Executive Director, Students Offering Support: Greg Overholt

Greg Overholt SOSWe had the incredible opportunity to hear from Greg Overholt, who is the Executive Director at Students Offering Support, an organization that raises money to raise roofs through raising marks of various students across North America. A social entrepreneur making an impact in the education sector!

Why have you chosen to work in the education sector?

An education creates opportunities. It provides the possibility to cure diseases, invent, and break the cycle of poverty. Education should be a principle right for everyone, not to just those who are privileged.

What’s the most rewarding aspect of your job?

Being able to see the tangible impact of my time and effort – be it helping students improve their marks on campuses across Canada through SOS’s Exam-AID review service, or improving access to a quality education to the hundreds of children in rural Latin America through our school build projects using the funds raised through our on-campus Exam-AID initiative.

What is the greatest challenge that you encounter within your role?Students Offering Support

Launching this club nationally in 2008 – finding the funds to support the development of the national organization while finding student leaders who see the on-campus volunteer opportunity as a way to truly enable sustainable social change locally and globally.

What do you think attracts people across industries to work in education?

To those who value and appreciate the immense impact that a quality education can have on a person, community, and society as a whole, being able to give back to the education system and help those who were in your shoes is such a great industry to spend your career in.

What misconceptions (if any) do you think people have when considering a career in this sector?

That being a teacher, professor, faculty or staff at an education institution is routine and boring since your doing the same thing year after year. Teaching (or supporting those in the industry) to those who know is definitely not routine. For example, as a teacher/professor, working to continually hone your ability to communicate effectively and face new challenges everyday helping different students through different problems is extremely challenging and dynamic!

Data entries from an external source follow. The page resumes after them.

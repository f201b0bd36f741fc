pub mod executor;
pub mod processor;
pub mod transport;

pub use executor::{Executor, Task, TaskResult};
pub use processor::{
    ContextProcessor, DataOperation, DataProbe, DataSink, DataSource, ParameterSpec,
    PayloadSink, PayloadSource, Processor, ProcessorInfo, ProcessorKind,
};
pub use transport::{Subscription, Transport};
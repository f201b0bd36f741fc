// Copyright (c) 2025 Steve Wagner (ciroque@live.com)
// SPDX-License-Identifier: MIT

//! Centralized message types for structured logging.
//!
//! # Organization
//!
//! * `pipeline` - pipeline construction and node execution events
//! * `transport` - transport connection and message events
//! * `jobs` - orchestrator and worker lifecycle events
//!
//! # Usage Pattern
//!
//! ```rust
//! use the_conduit::observability::messages::pipeline::PipelineConstructed;
//! use the_conduit::observability::messages::StructuredLog;
//!
//! let msg = PipelineConstructed { node_count: 6 };
//! msg.log();
//! let _span = msg.span("build").entered();
//! ```

pub mod jobs;
pub mod pipeline;
pub mod transport;

use tracing::Span;

/// A message that knows how to emit itself as a structured `tracing` event.
pub trait StructuredLog {
    /// Emit the event at the message's level.
    fn log(&self);

    /// A span carrying the message's fields.
    fn span(&self, name: &str) -> Span;
}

If you could change our sector in just one way, what would that look like?

Globally, I want each government to properly place the importance of education for their country’s children as high as it should be – providing access to a quality education all the way through to secondary and support those in financial need through to university & college.

Locally in Canada, I would like to see the university system change quicker to adapt to a teaching pedagogy that aligns with the current cohort of students. The old system that has a professor lecture to hundreds if not thousands of students at the same time doesn’t engage this generation of students as it did with our parents and our parents’ parents.

Reflecting on your role and the impact it has, is there anything that you find you appreciate more now than before?

I definitely appreciate the Canadian education system more than I ever did when I was young. Having seen how eager and passionate kids in our Latin American communities are towards school and learning, I reflect to Greg as a 7-year-old and I wish I was more eager to learn. Not view school as something we had to do, but instead, view it as something I desperately wanted to use it to its full advantage. I used to love gym, recess, and lunch. The kids in our community can’t get enough of English, math, science and really anything that is new and unknown – it is truly inspiring and wish I appreciated it more as a child.

What’s one thing you would want to tell to those applying for a job in the education sector?

Look to a job in the education sector not for job security and a secure pension, but for a way to develop as a community leader, give a part of yourself to others, and constantly look for ways to be a better educator.

…and…finally:

What is your favourite apple-inspired food?

It’a tie between candied apples and apple cider.

Thank you Greg!

What do you guys think?

Did you take full advantage of the education you received?